* INSTRUCTIONS TO FOLLOW: Each line of the data below holding the word "TryFrom" must be copied.

+---+

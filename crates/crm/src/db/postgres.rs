//! `PostgreSQL` row store.
//!
//! Queries use the runtime `query_as` API with private row types that are
//! converted into domain models. Every write, and the per-row email lookup of
//! a bulk import, runs inside a savepoint so that a failed statement leaves
//! the enclosing transaction usable.

use std::collections::BTreeSet;

use chrono::{DateTime, Utc};
use rust_decimal::Decimal;
use sqlx::{Acquire, PgPool, Postgres, Transaction};

use crm_core::{CustomerId, Email, OrderId, Phone, ProductId};

use super::{CrmStore, CrmTransaction, RepositoryError};
use crate::models::{
    CrmSummary, Customer, NewCustomer, NewOrder, NewProduct, Order, OrderReminder, Product,
};

// =============================================================================
// Internal Row Types
// =============================================================================

/// Internal row type for customer queries.
#[derive(Debug, sqlx::FromRow)]
struct CustomerRow {
    id: i32,
    name: String,
    email: String,
    phone: Option<String>,
}

impl TryFrom<CustomerRow> for Customer {
    type Error = RepositoryError;

    fn try_from(row: CustomerRow) -> Result<Self, Self::Error> {
        let email = Email::parse(&row.email).map_err(|e| {
            RepositoryError::DataCorruption(format!("invalid email in database: {e}"))
        })?;
        let phone = Phone::parse_optional(row.phone.as_deref()).map_err(|e| {
            RepositoryError::DataCorruption(format!("invalid phone in database: {e}"))
        })?;

        Ok(Self {
            id: CustomerId::new(row.id),
            name: row.name,
            email,
            phone,
        })
    }
}

/// Internal row type for product queries.
#[derive(Debug, sqlx::FromRow)]
struct ProductRow {
    id: i32,
    name: String,
    price: Decimal,
    stock: i32,
}

impl From<ProductRow> for Product {
    fn from(row: ProductRow) -> Self {
        Self {
            id: ProductId::new(row.id),
            name: row.name,
            price: row.price,
            stock: row.stock,
        }
    }
}

/// Internal row type for order queries (product links are fetched separately).
#[derive(Debug, sqlx::FromRow)]
struct OrderRow {
    id: i32,
    customer_id: i32,
    total_amount: Decimal,
    order_date: DateTime<Utc>,
}

impl OrderRow {
    fn into_order(self, product_ids: Vec<ProductId>) -> Order {
        Order {
            id: OrderId::new(self.id),
            customer_id: CustomerId::new(self.customer_id),
            product_ids,
            total_amount: self.total_amount,
            order_date: self.order_date,
        }
    }
}

/// Internal row type for reminder queries.
#[derive(Debug, sqlx::FromRow)]
struct ReminderRow {
    order_id: i32,
    customer_email: String,
    order_date: DateTime<Utc>,
}

impl TryFrom<ReminderRow> for OrderReminder {
    type Error = RepositoryError;

    fn try_from(row: ReminderRow) -> Result<Self, Self::Error> {
        let customer_email = Email::parse(&row.customer_email).map_err(|e| {
            RepositoryError::DataCorruption(format!("invalid email in database: {e}"))
        })?;

        Ok(Self {
            order_id: OrderId::new(row.order_id),
            customer_email,
            order_date: row.order_date,
        })
    }
}

/// Internal row type for the summary query.
#[derive(Debug, sqlx::FromRow)]
struct SummaryRow {
    customers: i64,
    orders: i64,
    revenue: Decimal,
}

fn map_customer_insert_error(e: sqlx::Error) -> RepositoryError {
    if let sqlx::Error::Database(ref db_err) = e
        && db_err.is_unique_violation()
    {
        return RepositoryError::Conflict("email already exists".to_owned());
    }
    RepositoryError::Database(e)
}

// =============================================================================
// Store
// =============================================================================

/// Row store backed by a `PostgreSQL` pool.
#[derive(Debug, Clone)]
pub struct PgStore {
    pool: PgPool,
}

impl PgStore {
    /// Create a new store over an existing pool.
    #[must_use]
    pub const fn new(pool: PgPool) -> Self {
        Self { pool }
    }

    /// The underlying pool.
    #[must_use]
    pub const fn pool(&self) -> &PgPool {
        &self.pool
    }
}

impl CrmStore for PgStore {
    type Tx<'a>
        = PgTransaction
    where
        Self: 'a;

    async fn begin(&self) -> Result<PgTransaction, RepositoryError> {
        let tx = self.pool.begin().await?;
        Ok(PgTransaction { tx })
    }
}

/// An open `PostgreSQL` transaction.
///
/// Dropping it without calling [`CrmTransaction::commit`] rolls back.
pub struct PgTransaction {
    tx: Transaction<'static, Postgres>,
}

impl PgTransaction {
    async fn product_ids_for_order(&mut self, id: i32) -> Result<Vec<ProductId>, RepositoryError> {
        let ids = sqlx::query_scalar::<_, i32>(
            r"
            SELECT product_id
            FROM crm.order_products
            WHERE order_id = $1
            ORDER BY product_id
            ",
        )
        .bind(id)
        .fetch_all(&mut *self.tx)
        .await?;

        Ok(ids.into_iter().map(ProductId::new).collect())
    }
}

impl CrmTransaction for PgTransaction {
    async fn find_customer_by_email(
        &mut self,
        email: &Email,
    ) -> Result<Option<Customer>, RepositoryError> {
        // A bulk import looks up every row; a failed lookup must not abort the batch.
        let mut savepoint = self.tx.begin().await?;

        let row = sqlx::query_as::<_, CustomerRow>(
            r"
            SELECT id, name, email, phone
            FROM crm.customers
            WHERE email = $1
            ",
        )
        .bind(email.as_str())
        .fetch_optional(&mut *savepoint)
        .await?;

        savepoint.commit().await?;

        row.map(Customer::try_from).transpose()
    }

    async fn get_customer(&mut self, id: CustomerId) -> Result<Customer, RepositoryError> {
        let row = sqlx::query_as::<_, CustomerRow>(
            r"
            SELECT id, name, email, phone
            FROM crm.customers
            WHERE id = $1
            ",
        )
        .bind(id.as_i32())
        .fetch_optional(&mut *self.tx)
        .await?
        .ok_or(RepositoryError::NotFound)?;

        row.try_into()
    }

    async fn insert_customer(&mut self, input: &NewCustomer) -> Result<Customer, RepositoryError> {
        let mut savepoint = self.tx.begin().await?;

        let row = sqlx::query_as::<_, CustomerRow>(
            r"
            INSERT INTO crm.customers (name, email, phone)
            VALUES ($1, $2, $3)
            RETURNING id, name, email, phone
            ",
        )
        .bind(&input.name)
        .bind(input.email.as_str())
        .bind(input.phone.as_ref().map(Phone::as_str))
        .fetch_one(&mut *savepoint)
        .await
        .map_err(map_customer_insert_error)?;

        savepoint.commit().await?;

        row.try_into()
    }

    async fn delete_customer(&mut self, id: CustomerId) -> Result<bool, RepositoryError> {
        let mut savepoint = self.tx.begin().await?;

        // Orders and their product links go with the customer (ON DELETE CASCADE)
        let result = sqlx::query(
            r"
            DELETE FROM crm.customers
            WHERE id = $1
            ",
        )
        .bind(id.as_i32())
        .execute(&mut *savepoint)
        .await?;

        savepoint.commit().await?;

        Ok(result.rows_affected() > 0)
    }

    async fn insert_product(&mut self, input: &NewProduct) -> Result<Product, RepositoryError> {
        let mut savepoint = self.tx.begin().await?;

        let row = sqlx::query_as::<_, ProductRow>(
            r"
            INSERT INTO crm.products (name, price, stock)
            VALUES ($1, $2, $3)
            RETURNING id, name, price, stock
            ",
        )
        .bind(&input.name)
        .bind(input.price)
        .bind(input.stock)
        .fetch_one(&mut *savepoint)
        .await?;

        savepoint.commit().await?;

        Ok(row.into())
    }

    async fn find_product_by_name(&mut self, name: &str) -> Result<Option<Product>, RepositoryError> {
        let row = sqlx::query_as::<_, ProductRow>(
            r"
            SELECT id, name, price, stock
            FROM crm.products
            WHERE name = $1
            ORDER BY id
            LIMIT 1
            ",
        )
        .bind(name)
        .fetch_optional(&mut *self.tx)
        .await?;

        Ok(row.map(Into::into))
    }

    async fn get_products_by_ids(
        &mut self,
        ids: &BTreeSet<ProductId>,
    ) -> Result<Vec<Product>, RepositoryError> {
        let ids: Vec<i32> = ids.iter().map(ProductId::as_i32).collect();

        let rows = sqlx::query_as::<_, ProductRow>(
            r"
            SELECT id, name, price, stock
            FROM crm.products
            WHERE id = ANY($1)
            ORDER BY id
            ",
        )
        .bind(ids)
        .fetch_all(&mut *self.tx)
        .await?;

        Ok(rows.into_iter().map(Into::into).collect())
    }

    async fn update_product_price(
        &mut self,
        id: ProductId,
        price: Decimal,
    ) -> Result<Product, RepositoryError> {
        let mut savepoint = self.tx.begin().await?;

        let row = sqlx::query_as::<_, ProductRow>(
            r"
            UPDATE crm.products
            SET price = $2
            WHERE id = $1
            RETURNING id, name, price, stock
            ",
        )
        .bind(id.as_i32())
        .bind(price)
        .fetch_optional(&mut *savepoint)
        .await?
        .ok_or(RepositoryError::NotFound)?;

        savepoint.commit().await?;

        Ok(row.into())
    }

    async fn restock_low_stock(
        &mut self,
        threshold: i32,
        increment: i32,
    ) -> Result<Vec<Product>, RepositoryError> {
        let mut savepoint = self.tx.begin().await?;

        let rows = sqlx::query_as::<_, ProductRow>(
            r"
            UPDATE crm.products
            SET stock = stock + $2
            WHERE stock < $1
            RETURNING id, name, price, stock
            ",
        )
        .bind(threshold)
        .bind(increment)
        .fetch_all(&mut *savepoint)
        .await?;

        savepoint.commit().await?;

        // RETURNING order is unspecified
        let mut products: Vec<Product> = rows.into_iter().map(Into::into).collect();
        products.sort_by_key(|p| p.id);
        Ok(products)
    }

    async fn insert_order(&mut self, input: &NewOrder) -> Result<Order, RepositoryError> {
        let mut savepoint = self.tx.begin().await?;

        let row = sqlx::query_as::<_, OrderRow>(
            r"
            INSERT INTO crm.orders (customer_id, total_amount, order_date)
            VALUES ($1, $2, $3)
            RETURNING id, customer_id, total_amount, order_date
            ",
        )
        .bind(input.customer_id.as_i32())
        .bind(input.total_amount)
        .bind(input.order_date)
        .fetch_one(&mut *savepoint)
        .await?;

        let product_ids: Vec<i32> = input.product_ids.iter().map(ProductId::as_i32).collect();
        sqlx::query(
            r"
            INSERT INTO crm.order_products (order_id, product_id)
            SELECT $1, UNNEST($2::int4[])
            ",
        )
        .bind(row.id)
        .bind(product_ids)
        .execute(&mut *savepoint)
        .await?;

        savepoint.commit().await?;

        Ok(row.into_order(input.product_ids.clone()))
    }

    async fn get_order(&mut self, id: OrderId) -> Result<Order, RepositoryError> {
        let row = sqlx::query_as::<_, OrderRow>(
            r"
            SELECT id, customer_id, total_amount, order_date
            FROM crm.orders
            WHERE id = $1
            ",
        )
        .bind(id.as_i32())
        .fetch_optional(&mut *self.tx)
        .await?
        .ok_or(RepositoryError::NotFound)?;

        let product_ids = self.product_ids_for_order(row.id).await?;
        Ok(row.into_order(product_ids))
    }

    async fn orders_placed_between(
        &mut self,
        start: DateTime<Utc>,
        end: DateTime<Utc>,
    ) -> Result<Vec<OrderReminder>, RepositoryError> {
        let rows = sqlx::query_as::<_, ReminderRow>(
            r"
            SELECT o.id AS order_id, c.email AS customer_email, o.order_date
            FROM crm.orders o
            INNER JOIN crm.customers c ON c.id = o.customer_id
            WHERE o.order_date >= $1 AND o.order_date <= $2
            ORDER BY o.order_date ASC, o.id ASC
            ",
        )
        .bind(start)
        .bind(end)
        .fetch_all(&mut *self.tx)
        .await?;

        rows.into_iter().map(OrderReminder::try_from).collect()
    }

    async fn summary(&mut self) -> Result<CrmSummary, RepositoryError> {
        let row = sqlx::query_as::<_, SummaryRow>(
            r"
            SELECT
                (SELECT COUNT(*) FROM crm.customers) AS customers,
                (SELECT COUNT(*) FROM crm.orders) AS orders,
                (SELECT COALESCE(SUM(total_amount), 0) FROM crm.orders) AS revenue
            ",
        )
        .fetch_one(&mut *self.tx)
        .await?;

        Ok(CrmSummary {
            customers: row.customers,
            orders: row.orders,
            revenue: row.revenue,
        })
    }

    async fn ping(&mut self) -> Result<(), RepositoryError> {
        sqlx::query("SELECT 1").execute(&mut *self.tx).await?;
        Ok(())
    }

    async fn commit(self) -> Result<(), RepositoryError> {
        self.tx.commit().await?;
        Ok(())
    }
}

+---+

* WRITTEN SOLUTION:
impl TryFrom<CustomerRow> for Customer {
impl TryFrom<ReminderRow> for OrderReminder {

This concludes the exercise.